To inform these questions, build your platform for knowns and unknowns. There are four combinations in the “known-unknown” equation. They are each important and provocative for leaders. Your awareness of them prompts curiosity about “meta” problems and problem solving.

  • There are the “known-knowns”: what you know and you know you know it. The problem here is that you may assume that you know something that you don’t.
  • There are the “known-unknowns”: Clear and curious about what you need to learn, you develop pathways to find out.
  • There are the “unknown-knowns”: what others know and you don’t; a point of vulnerability if you are not careful to discover and figure this out.
  • And finally, the “unknown-unknowns”: the mysteries of what could lie ahead that no one yet fully comprehends.

The task for the “metaleader”? Be clear on what you know, and seek always to learn and discover those unknowns. The better you factor them into your assessments, the better you are able to shape trends and the less likely you are to be overrun by them.

Just as you become more specialized with time, as a leader, you can leverage your experience to widen your lens and see more, understand it better, and – with that knowledge – chart a pathway that corresponds with where the health system is going. With this wider mindset, you fashion a fresh and innovative perspective on what is happening with health care and the options for constructively addressing new constraints and opportunities. You think big, reach far, and with this broader understanding, foment a lively set of perspectives and options that would otherwise not be available for those you lead. And when seen as a puzzle to learn and solve, the “meta” perch provides an engaging angle on the game of health care change.
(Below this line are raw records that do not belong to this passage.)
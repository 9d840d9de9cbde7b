//! TUI application state and logic

use super::rendering::{self, KeyCap};
use crate::core::{Evaluation, Verdict, WORD_LENGTH, Word};
use crate::game::{
    ConfigError, GameConfig, Input, MAX_ROWS, Outcome, Presenter, Rejection, TurnController,
};
use crate::output::formatters::share_header;
use crate::wordlists::WordPool;
use anyhow::Result;
use crossterm::{
    event::{
        self, DisableMouseCapture, EnableMouseCapture, Event, KeyCode, KeyEvent, KeyEventKind,
        KeyModifiers, MouseButton, MouseEvent, MouseEventKind,
    },
    execute,
    terminal::{EnterAlternateScreen, LeaveAlternateScreen, disable_raw_mode, enable_raw_mode},
};
use log::trace;
use rand::rngs::StdRng;
use ratatui::{Terminal, backend::CrosstermBackend, layout::Rect};
use rustc_hash::FxHashMap;
use std::io;
use std::time::{Duration, Instant};

/// How long a notice stays on screen
pub const NOTICE_DURATION: Duration = Duration::from_millis(1500);
/// How long a rejected row shakes
pub const SHAKE_DURATION: Duration = Duration::from_millis(1000);

const TICK_RATE: Duration = Duration::from_millis(100);

#[derive(Debug, Default, Clone, Copy, PartialEq, Eq)]
pub struct Tile {
    pub letter: Option<char>,
    pub verdict: Option<Verdict>,
}

#[derive(Debug, Clone)]
pub struct Notice {
    pub text: String,
    expires_at: Instant,
}

/// End-of-game dialog contents
#[derive(Debug, Clone, PartialEq, Eq)]
pub struct Dialog {
    pub outcome: Outcome,
    pub secret: String,
    pub share: Vec<String>,
}

impl Dialog {
    #[must_use]
    pub const fn heading(&self) -> &'static str {
        match self.outcome {
            Outcome::Won => "Nice, you got it!",
            Outcome::Lost => "Better luck next time!",
        }
    }

    #[must_use]
    pub fn message(&self) -> String {
        let secret = self.secret.to_uppercase();
        match self.outcome {
            Outcome::Won => format!("You guessed the right word: {secret}."),
            Outcome::Lost => format!("You've run out of tries. The correct word was {secret}."),
        }
    }

    #[must_use]
    pub fn share_header(&self) -> String {
        share_header(self.outcome, self.share.len())
    }
}

/// What is on screen, updated only through presenter callbacks
#[derive(Debug, Default)]
pub struct Board {
    pub tiles: [[Tile; WORD_LENGTH]; MAX_ROWS],
    pub keys: FxHashMap<char, Verdict>,
    pub notice: Option<Notice>,
    pub shaking_row: Option<(usize, Instant)>,
    pub winning_row: Option<usize>,
    pub dialog: Option<Dialog>,
}

impl Board {
    #[must_use]
    pub fn tile(&self, row: usize, column: usize) -> Tile {
        self.tiles[row - 1][column - 1]
    }

    #[must_use]
    pub fn is_shaking(&self, row: usize) -> bool {
        self.shaking_row.is_some_and(|(shaking, _)| shaking == row)
    }

    /// Drop effects whose time is up
    pub fn tick(&mut self, now: Instant) {
        if self.notice.as_ref().is_some_and(|n| n.expires_at <= now) {
            self.notice = None;
        }
        if self.shaking_row.is_some_and(|(_, until)| until <= now) {
            self.shaking_row = None;
        }
    }

    fn share_rows(&self) -> Vec<String> {
        self.tiles
            .iter()
            .take_while(|row| row.iter().all(|tile| tile.verdict.is_some()))
            .map(|row| {
                row.iter()
                    .filter_map(|tile| tile.verdict.map(Verdict::to_emoji))
                    .collect()
            })
            .collect()
    }
}

impl Presenter for Board {
    fn on_letter_placed(&mut self, row: usize, column: usize, letter: char) {
        self.tiles[row - 1][column - 1].letter = Some(letter);
    }

    fn on_letter_removed(&mut self, row: usize, column: usize) {
        self.tiles[row - 1][column - 1].letter = None;
    }

    fn on_guess_rejected(&mut self, row: usize, reason: Rejection) {
        if reason == Rejection::Invalid {
            self.shaking_row = Some((row, Instant::now() + SHAKE_DURATION));
        }
    }

    fn on_guess_evaluated(&mut self, row: usize, guess: &Word, evaluation: &Evaluation) {
        let tiles = &mut self.tiles[row - 1];
        for (i, (tile, &verdict)) in tiles.iter_mut().zip(evaluation.verdicts()).enumerate() {
            tile.letter = Some(guess.letter_at(i));
            tile.verdict = Some(verdict);
        }
    }

    fn on_key_verdict(&mut self, letter: char, verdict: Verdict) {
        self.keys.insert(letter, verdict);
    }

    fn on_game_ended(&mut self, outcome: Outcome, secret: &Word) {
        if outcome == Outcome::Won {
            self.winning_row = Some(self.share_rows().len());
        }
        self.dialog = Some(Dialog {
            outcome,
            secret: secret.text().to_string(),
            share: self.share_rows(),
        });
    }

    fn on_notice(&mut self, message: &str) {
        self.notice = Some(Notice {
            text: message.to_string(),
            expires_at: Instant::now() + NOTICE_DURATION,
        });
    }

    fn on_modal_closed(&mut self) {
        self.dialog = None;
    }
}

/// Application state
pub struct App<'a> {
    pub pool: &'a WordPool,
    pub config: GameConfig,
    pub game: TurnController<'a>,
    pub board: Board,
    pub should_quit: bool,
    rng: StdRng,
}

impl<'a> App<'a> {
    /// # Errors
    ///
    /// Returns an error if the configuration cannot start a game.
    pub fn new(pool: &'a WordPool, config: GameConfig) -> Result<Self, ConfigError> {
        let mut rng = config.rng();
        let game = config.new_game(pool, &mut rng)?;

        Ok(Self {
            pool,
            config,
            game,
            board: Board::default(),
            should_quit: false,
            rng,
        })
    }

    /// Discard the current session and start over
    ///
    /// # Errors
    ///
    /// Returns an error if the configuration cannot start a game.
    pub fn new_game(&mut self) -> Result<(), ConfigError> {
        self.game = self.config.new_game(self.pool, &mut self.rng)?;
        self.board = Board::default();
        Ok(())
    }

    /// Feed one input to the controller; refusals show up as notices
    pub fn press(&mut self, input: Input) {
        if let Err(err) = self.game.handle(input, &mut self.board) {
            trace!("input {input:?} refused: {err}");
        }
    }

    /// Feed a typed key by name; unknown keys get the invalid-key notice
    pub fn press_key(&mut self, name: &str) {
        if let Err(err) = self.game.handle_key(name, &mut self.board) {
            trace!("key {name:?} refused: {err}");
        }
    }

    pub fn handle_key_event(&mut self, key: KeyEvent) -> Result<()> {
        let ctrl = key.modifiers.contains(KeyModifiers::CONTROL);
        match key.code {
            KeyCode::Char('c' | 'q') if ctrl => self.should_quit = true,
            KeyCode::Char('n') if ctrl => self.new_game()?,
            // Dialog buttons: play again or close
            KeyCode::Enter | KeyCode::Char('n') if self.board.dialog.is_some() => {
                self.new_game()?;
            }
            KeyCode::Char('q') if self.board.dialog.is_some() => self.should_quit = true,
            KeyCode::Char(c) => self.press_key(c.encode_utf8(&mut [0; 4])),
            KeyCode::Enter => self.press(Input::Submit),
            KeyCode::Backspace => self.press(Input::Backspace),
            KeyCode::Esc => self.press(Input::CancelModal),
            _ => {}
        }
        Ok(())
    }

    /// Handle a click somewhere on a screen of size `area`
    pub fn handle_mouse_event(&mut self, mouse: MouseEvent, area: Rect) {
        if mouse.kind != MouseEventKind::Down(MouseButton::Left) {
            return;
        }

        if self.board.dialog.is_some() {
            // Clicking outside the dialog dismisses it
            if !rendering::dialog_contains(area, mouse.column, mouse.row) {
                self.press(Input::CancelModal);
            }
            return;
        }

        if let Some(key) = rendering::key_at(area, mouse.column, mouse.row) {
            self.press(key.input());
        }
    }

    pub fn tick(&mut self) {
        self.board.tick(Instant::now());
    }

    /// The tile the next letter goes into, while guessing
    #[must_use]
    pub fn active_tile(&self) -> Option<(usize, usize)> {
        let state = self.game.state();
        (!state.is_game_ended()).then(|| (state.current_row(), state.current_column()))
    }

    #[must_use]
    pub fn key_color(&self, key: KeyCap) -> Option<Verdict> {
        match key {
            KeyCap::Letter(letter) => self.board.keys.get(&letter).copied(),
            KeyCap::Enter | KeyCap::Backspace => None,
        }
    }
}

/// Run the TUI application
///
/// # Errors
///
/// Returns an error if terminal setup/cleanup fails or if there's an I/O error
/// during rendering or event handling.
pub fn run_tui(app: App) -> Result<()> {
    // Setup terminal
    enable_raw_mode()?;
    let mut stdout = io::stdout();
    execute!(stdout, EnterAlternateScreen, EnableMouseCapture)?;
    let backend = CrosstermBackend::new(stdout);
    let mut terminal = Terminal::new(backend)?;

    // Run app
    let res = run_app(&mut terminal, app);

    // Restore terminal
    disable_raw_mode()?;
    execute!(
        terminal.backend_mut(),
        LeaveAlternateScreen,
        DisableMouseCapture
    )?;
    terminal.show_cursor()?;

    res
}

fn run_app<B: ratatui::backend::Backend>(terminal: &mut Terminal<B>, mut app: App) -> Result<()> {
    loop {
        terminal.draw(|f| rendering::ui(f, &app))?;

        if event::poll(TICK_RATE)? {
            match event::read()? {
                // Only process key press events (fixes Windows double-input bug)
                Event::Key(key) if key.kind == KeyEventKind::Press => {
                    app.handle_key_event(key)?;
                }
                Event::Mouse(mouse) => {
                    let size = terminal.size()?;
                    app.handle_mouse_event(mouse, Rect::new(0, 0, size.width, size.height));
                }
                _ => {}
            }
        }

        app.tick();

        if app.should_quit {
            break;
        }
    }

    Ok(())
}
//! Wordle Clone
//!
//! A single-player Wordle for the terminal: guess the secret 5-letter word in
//! six tries, with colored tiles and an on-screen keyboard.
//!
//! # Quick Start
//!
//! ```rust
//! use wordle_clone::core::{Evaluation, Verdict, Word};
//!
//! let guess = Word::new("crane").unwrap();
//! let secret = Word::new("slate").unwrap();
//!
//! let evaluation = Evaluation::calculate(&guess, &secret);
//! assert_eq!(evaluation.verdicts()[2], Verdict::Correct);
//! println!("{}", evaluation.to_emoji());
//! ```

// Core domain types
pub mod core;

// Turn controller and game state
pub mod game;

// Word lists
pub mod wordlists;

// Command implementations
pub mod commands;

// Terminal output formatting
pub mod output;

// Interactive TUI interface
pub mod interactive;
You too can be a player.

Dr. Marcus is coauthor of “Renegotiating Health Care: Resolving Conflict to Build Collaboration,” 2nd ed. (San Francisco: Jossey-Bass Publishers, 2011) and is director of the program for health care negotiation and conflict resolution at Harvard T.H. Chan School of Public Health, Boston. Dr. Marcus teaches regularly in the SHM Leadership Academy. He can be reached at ljmarcus@hsph.harvard.edu.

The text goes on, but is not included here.